GuestYeah, and when you follow the map instead of looking at the actual trees, you walk right off a cliff. There's also a sneaky problem where if you always do what the math says, you become a book that's too easy for the other team to read. If the other coach knows you'll always go for it on a certain play because the stats say there's a high chance of success, they'll be waiting for you. You lose the power of being a bit wild. The gut is great at being weird and hard to track, which keeps the other side on their toes. If you're a hundred percent logical, you're a hundred percent easy to guess.
HostWait, that sounds like we're saying a guess is better than science. Is a gut feeling just a lucky shot in the dark?
GuestNot at all. That's the part people get wrong. Your gut isn't a magic bird whispering in your ear. It's actually just your brain working so fast that you don't even know it's doing it. It's years and years of seeing how a player moves or how a team reacts under pressure. Your brain sees a tiny pattern in the way a guy is standing and screams at you to watch out before you can even say why. When a coach ignores that feeling because a spreadsheet says something else, they're throwing away twenty years of learning for a printout. It's a very fast type of knowing that the numbers just can't catch up to.
HostI guess it's safer for the coach’s job though. If you follow the data and lose, you can just blame the math. If you follow your gut and lose, everyone blames you.

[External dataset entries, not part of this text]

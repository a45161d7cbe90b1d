use crate::backend::{
    ContainerBackend, ContainerSpec, DeviceNode, ExecRequest, InterfaceConfig, NetfilterCommand,
    Spawned,
};
use crate::layout::ContainerLayout;
use crate::mount::BindMount;
use crate::proxy::{ProxyHandle, ProxySpec};
use crate::RuntimeError;
use berth_schema::{parse_byte_size, ContainerName, ContainerOptions};
use std::collections::{BTreeMap, BTreeSet};
use std::fmt::Write as _;
use std::path::{Path, PathBuf};
use std::sync::{Mutex, MutexGuard};
use std::time::Duration;

/// Everything the mock remembers about one container.
#[derive(Debug, Clone, Default, PartialEq, Eq)]
pub struct MockContainer {
    pub options: ContainerOptions,
    /// Created through [`MockBackend::seed_container`] rather than `create`.
    pub foreign: bool,
    pub frozen: bool,
    pub mounts: BTreeMap<PathBuf, BindMount>,
    pub cgroups: BTreeMap<String, String>,
    pub devices: BTreeMap<PathBuf, DeviceNode>,
    pub interface: Option<InterfaceConfig>,
    pub netfilter: Vec<NetfilterCommand>,
    pub execs: Vec<ExecRequest>,
}

#[derive(Debug, Clone, PartialEq, Eq)]
pub struct MockProxy {
    pub spec: ProxySpec,
    /// Every rule set written to the proxy, oldest first.
    pub configs: Vec<String>,
}

#[derive(Debug)]
struct MockState {
    containers: BTreeMap<String, MockContainer>,
    proxies: BTreeMap<u32, MockProxy>,
    next_pid: u32,
    memory_usage: u64,
    failing: BTreeSet<String>,
}

/// In-memory container engine.
///
/// Scaffolding directories and proxy sockets are real files under the layout
/// root so that path handling is exercised; everything else is recorded in
/// memory and can be inspected by tests.
pub struct MockBackend {
    layout: ContainerLayout,
    state: Mutex<MockState>,
}

const FIRST_PID: u32 = 10_000;

impl MockBackend {
    pub fn new(layout: ContainerLayout) -> Self {
        Self {
            layout,
            state: Mutex::new(MockState {
                containers: BTreeMap::new(),
                proxies: BTreeMap::new(),
                next_pid: FIRST_PID,
                memory_usage: 0,
                failing: BTreeSet::new(),
            }),
        }
    }

    fn state(&self) -> Result<MutexGuard<'_, MockState>, RuntimeError> {
        self.state
            .lock()
            .map_err(|e| RuntimeError::ExecFailed(format!("mutex poisoned: {e}")))
    }

    /// Memory limits below this many bytes are refused, as the kernel does
    /// for limits under the current usage.
    pub fn set_memory_usage(&self, bytes: u64) {
        if let Ok(mut state) = self.state.lock() {
            state.memory_usage = bytes;
        }
    }

    /// Make every later call of the named trait method fail.
    pub fn fail_operation(&self, operation: &str) {
        if let Ok(mut state) = self.state.lock() {
            state.failing.insert(operation.to_owned());
        }
    }

    /// Register a container that was not created through this backend.
    pub fn seed_container(&self, name: &str) {
        if let Ok(mut state) = self.state.lock() {
            state.containers.insert(
                name.to_owned(),
                MockContainer {
                    foreign: true,
                    ..MockContainer::default()
                },
            );
        }
    }

    pub fn container(&self, name: &str) -> Option<MockContainer> {
        self.state.lock().ok()?.containers.get(name).cloned()
    }

    pub fn proxies(&self) -> Vec<MockProxy> {
        self.state
            .lock()
            .map(|s| s.proxies.values().cloned().collect())
            .unwrap_or_default()
    }

    fn check(state: &MockState, operation: &str) -> Result<(), RuntimeError> {
        if state.failing.contains(operation) {
            Err(RuntimeError::ExecFailed(format!("mock {operation} failure")))
        } else {
            Ok(())
        }
    }

    fn with_container<T>(
        &self,
        operation: &str,
        name: &str,
        f: impl FnOnce(&mut MockContainer, u64) -> Result<T, RuntimeError>,
    ) -> Result<T, RuntimeError> {
        let mut state = self.state()?;
        Self::check(&state, operation)?;
        let usage = state.memory_usage;
        let container = state
            .containers
            .get_mut(name)
            .ok_or_else(|| RuntimeError::NotFound(name.to_owned()))?;
        f(container, usage)
    }
}

fn write_output(path: &Path, request: &ExecRequest) -> Result<(), RuntimeError> {
    let mut out = String::new();
    if request.command.trim() == "env" {
        for (key, value) in &request.env {
            let _ = writeln!(out, "{key}={value}");
        }
    } else {
        let _ = writeln!(out, "mock-exec: {}", request.command);
    }
    std::fs::write(path, out)?;
    Ok(())
}

impl ContainerBackend for MockBackend {
    fn name(&self) -> &'static str {
        "mock"
    }

    fn available(&self) -> bool {
        true
    }

    fn layout(&self) -> &ContainerLayout {
        &self.layout
    }

    fn create(&self, spec: &ContainerSpec) -> Result<(), RuntimeError> {
        let mut state = self.state()?;
        Self::check(&state, "create")?;
        let name = spec.name.as_str();
        if state.containers.contains_key(name) {
            return Err(RuntimeError::AlreadyExists(name.to_owned()));
        }
        self.layout.create_scaffolding(name)?;
        state.containers.insert(
            name.to_owned(),
            MockContainer {
                options: spec.options,
                ..MockContainer::default()
            },
        );
        // Failing "start" leaves the container allocated, like lxc-start after lxc-create.
        Self::check(&state, "start")
    }

    fn list(&self) -> Result<Vec<ContainerName>, RuntimeError> {
        let state = self.state()?;
        Self::check(&state, "list")?;
        Ok(state.containers.keys().map(|k| ContainerName::new(k.as_str())).collect())
    }

    fn bind_mount(&self, name: &str, mount: &BindMount) -> Result<(), RuntimeError> {
        self.with_container("bind_mount", name, |c, _| {
            c.mounts.insert(mount.target.clone(), mount.clone());
            Ok(())
        })
    }

    fn unmount(&self, name: &str, target: &Path) -> Result<(), RuntimeError> {
        self.with_container("unmount", name, |c, _| {
            c.mounts.remove(target);
            Ok(())
        })
    }

    fn set_cgroup_item(&self, name: &str, key: &str, value: &str) -> Result<(), RuntimeError> {
        self.with_container("set_cgroup_item", name, |c, usage| {
            if key.starts_with("memory.") && key.ends_with("limit_in_bytes") {
                let bytes = parse_byte_size(value).map_err(|e| RuntimeError::CgroupRejected {
                    key: key.to_owned(),
                    value: value.to_owned(),
                    reason: e.to_string(),
                })?;
                if bytes < usage {
                    return Err(RuntimeError::CgroupRejected {
                        key: key.to_owned(),
                        value: value.to_owned(),
                        reason: "device or resource busy".to_owned(),
                    });
                }
            }
            c.cgroups.insert(key.to_owned(), value.to_owned());
            Ok(())
        })
    }

    fn add_device(&self, name: &str, device: &DeviceNode) -> Result<(), RuntimeError> {
        self.with_container("add_device", name, |c, _| {
            c.devices.insert(device.path.clone(), device.clone());
            Ok(())
        })
    }

    fn network_up(&self, name: &str, iface: &InterfaceConfig) -> Result<(), RuntimeError> {
        self.with_container("network_up", name, |c, _| {
            c.interface = Some(*iface);
            Ok(())
        })
    }

    fn apply_netfilter(&self, name: &str, commands: &[NetfilterCommand]) -> Result<(), RuntimeError> {
        self.with_container("apply_netfilter", name, |c, _| {
            c.netfilter.extend(commands.iter().cloned());
            Ok(())
        })
    }

    fn spawn_bus_proxy(&self, spec: &ProxySpec) -> Result<ProxyHandle, RuntimeError> {
        let mut state = self.state()?;
        Self::check(&state, "spawn_bus_proxy")?;
        std::fs::write(&spec.socket, "")?;
        let pid = state.next_pid;
        state.next_pid += 1;
        state.proxies.insert(
            pid,
            MockProxy {
                spec: spec.clone(),
                configs: vec![spec.config.clone()],
            },
        );
        Ok(ProxyHandle {
            pid,
            bus: spec.bus,
            socket: spec.socket.clone(),
        })
    }

    fn update_bus_proxy(&self, handle: &ProxyHandle, config: &str) -> Result<(), RuntimeError> {
        let mut state = self.state()?;
        Self::check(&state, "update_bus_proxy")?;
        let proxy = state
            .proxies
            .get_mut(&handle.pid)
            .ok_or_else(|| RuntimeError::ExecFailed(format!("no bus proxy with pid {}", handle.pid)))?;
        proxy.configs.push(config.to_owned());
        Ok(())
    }

    fn stop_bus_proxy(&self, handle: &ProxyHandle) -> Result<(), RuntimeError> {
        let mut state = self.state()?;
        Self::check(&state, "stop_bus_proxy")?;
        state.proxies.remove(&handle.pid);
        if handle.socket.exists() {
            std::fs::remove_file(&handle.socket)?;
        }
        Ok(())
    }

    fn attach(&self, name: &str, request: &ExecRequest) -> Result<Spawned, RuntimeError> {
        let mut state = self.state()?;
        Self::check(&state, "attach")?;
        let pid = state.next_pid;
        let container = state
            .containers
            .get_mut(name)
            .ok_or_else(|| RuntimeError::NotFound(name.to_owned()))?;
        if container.frozen {
            return Err(RuntimeError::ExecFailed(format!("container {name} is frozen")));
        }
        if let Some(path) = &request.stdout {
            write_output(path, request)?;
        }
        container.execs.push(request.clone());
        state.next_pid += 1;
        Ok(Spawned { pid, child: None })
    }

    fn freeze(&self, name: &str) -> Result<(), RuntimeError> {
        self.with_container("freeze", name, |c, _| {
            c.frozen = true;
            Ok(())
        })
    }

    fn unfreeze(&self, name: &str) -> Result<(), RuntimeError> {
        self.with_container("unfreeze", name, |c, _| {
            c.frozen = false;
            Ok(())
        })
    }

    fn destroy(&self, name: &str, _timeout: Duration) -> Result<(), RuntimeError> {
        let mut state = self.state()?;
        Self::check(&state, "destroy")?;
        state.containers.remove(name);
        self.layout.remove_scaffolding(name)?;
        Ok(())
    }
}

#[cfg(test)]
mod tests {
    use super::*;

    fn setup() -> (tempfile::TempDir, MockBackend) {
        let dir = tempfile::tempdir().unwrap();
        let backend = MockBackend::new(ContainerLayout::new(dir.path()));
        (dir, backend)
    }

    fn spec(name: &str) -> ContainerSpec {
        ContainerSpec {
            name: ContainerName::new(name),
            options: ContainerOptions::default(),
        }
    }

    #[test]
    fn mock_lifecycle() {
        let (dir, backend) = setup();
        backend.create(&spec("SC-1")).unwrap();
        assert!(dir.path().join("SC-1/gateways").is_dir());
        assert!(backend.exists("SC-1").unwrap());
        assert!(backend.create(&spec("SC-1")).is_err());

        backend.freeze("SC-1").unwrap();
        assert!(backend.container("SC-1").unwrap().frozen);
        backend.unfreeze("SC-1").unwrap();
        assert!(!backend.container("SC-1").unwrap().frozen);

        backend.destroy("SC-1", Duration::from_secs(1)).unwrap();
        assert!(!backend.exists("SC-1").unwrap());
        assert!(!dir.path().join("SC-1").exists());
        backend.destroy("SC-1", Duration::from_secs(1)).unwrap();
    }

    #[test]
    fn attach_dumps_environment() {
        let (dir, backend) = setup();
        backend.create(&spec("SC-1")).unwrap();
        let out = dir.path().join("out.txt");
        let mut env = BTreeMap::new();
        env.insert("X".to_owned(), "1234".to_owned());
        let spawned = backend
            .attach(
                "SC-1",
                &ExecRequest {
                    command: "env".to_owned(),
                    cwd: None,
                    stdout: Some(out.clone()),
                    env,
                },
            )
            .unwrap();
        assert!(spawned.pid >= FIRST_PID);
        assert!(spawned.child.is_none());
        assert_eq!(std::fs::read_to_string(out).unwrap(), "X=1234\n");
    }

    #[test]
    fn attach_refused_while_frozen() {
        let (_dir, backend) = setup();
        backend.create(&spec("SC-1")).unwrap();
        backend.freeze("SC-1").unwrap();
        assert!(backend.attach("SC-1", &ExecRequest::default()).is_err());
    }

    #[test]
    fn memory_limit_below_usage_rejected() {
        let (_dir, backend) = setup();
        backend.create(&spec("SC-1")).unwrap();
        backend.set_memory_usage(64 * 1024);
        assert!(matches!(
            backend.set_cgroup_item("SC-1", "memory.limit_in_bytes", "1K"),
            Err(RuntimeError::CgroupRejected { .. })
        ));
        backend
            .set_cgroup_item("SC-1", "memory.limit_in_bytes", "10M")
            .unwrap();
        assert_eq!(
            backend.container("SC-1").unwrap().cgroups["memory.limit_in_bytes"],
            "10M"
        );
    }

    #[test]
    fn injected_failures() {
        let (_dir, backend) = setup();
        backend.create(&spec("SC-1")).unwrap();
        backend.fail_operation("freeze");
        assert!(backend.freeze("SC-1").is_err());
        assert!(backend.unfreeze("SC-1").is_ok());

        backend.fail_operation("start");
        assert!(backend.create(&spec("SC-2")).is_err());
        assert!(backend.exists("SC-2").unwrap());
    }

    #[test]
    fn seeded_containers_are_listed() {
        let (_dir, backend) = setup();
        backend.seed_container("other-1");
        let names = backend.list().unwrap();
        assert_eq!(names, vec![ContainerName::new("other-1")]);
        assert!(backend.container("other-1").unwrap().foreign);
    }

    #[test]
    fn proxy_socket_lifecycle() {
        let (dir, backend) = setup();
        let socket = dir.path().join("sess_SC-1.sock");
        let handle = backend
            .spawn_bus_proxy(&ProxySpec {
                bus: crate::proxy::BusKind::Session,
                socket: socket.clone(),
                upstream: "unix:path=/run/user/0/bus".to_owned(),
                config: "[]".to_owned(),
            })
            .unwrap();
        assert!(socket.exists());
        backend.update_bus_proxy(&handle, "[{}]").unwrap();
        assert_eq!(backend.proxies()[0].configs, vec!["[]", "[{}]"]);
        backend.stop_bus_proxy(&handle).unwrap();
        assert!(!socket.exists());
        assert!(backend.proxies().is_empty());
    }
}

GuestYou hit on a big truth there. It's a way to hide. It's much harder to get fired for doing what the smart people in the back office told you to do. But that fear of being wrong is exactly what leads to those stiff, robotic calls that fans hate. The best coaches use the data like a flashlight, not like a pair of glasses they can never take off. They see what the numbers say, but then they look at the real humans in front of them and decide if those numbers still make sense in that second. If the flashlight shows a hole in the ground, you don't just walk into it because the map said the ground was flat there.
HostIt makes me think about those basketball games where a team is on fire, but the coach sits the best player down because the clock says it's time for a break.
GuestThat happens all the time and it's a perfect example of what goes wrong. That team has all the energy. The crowd is going wild. The other team is shaking in their shoes. But the coach is looking at a watch or a chart that says this player needs to rest for three minutes. By the time that player comes back, the energy is gone. The other team has caught their breath. The coach killed their own momentum because they were looking at a piece of paper instead of the room. You can't put fire or a hot hand into a box on a screen.
HostWe're really talking about a loss of feel. It's like a cook who won't taste the soup because the recipe says it should be done.
GuestThe most dangerous thing about the numbers isn't that they're wrong, but that they're so loud they make you stop trusting your own eyes.
HostThe coach with the tablet might have all the facts, but the one who watches the player’s face is the only one who sees the actual game.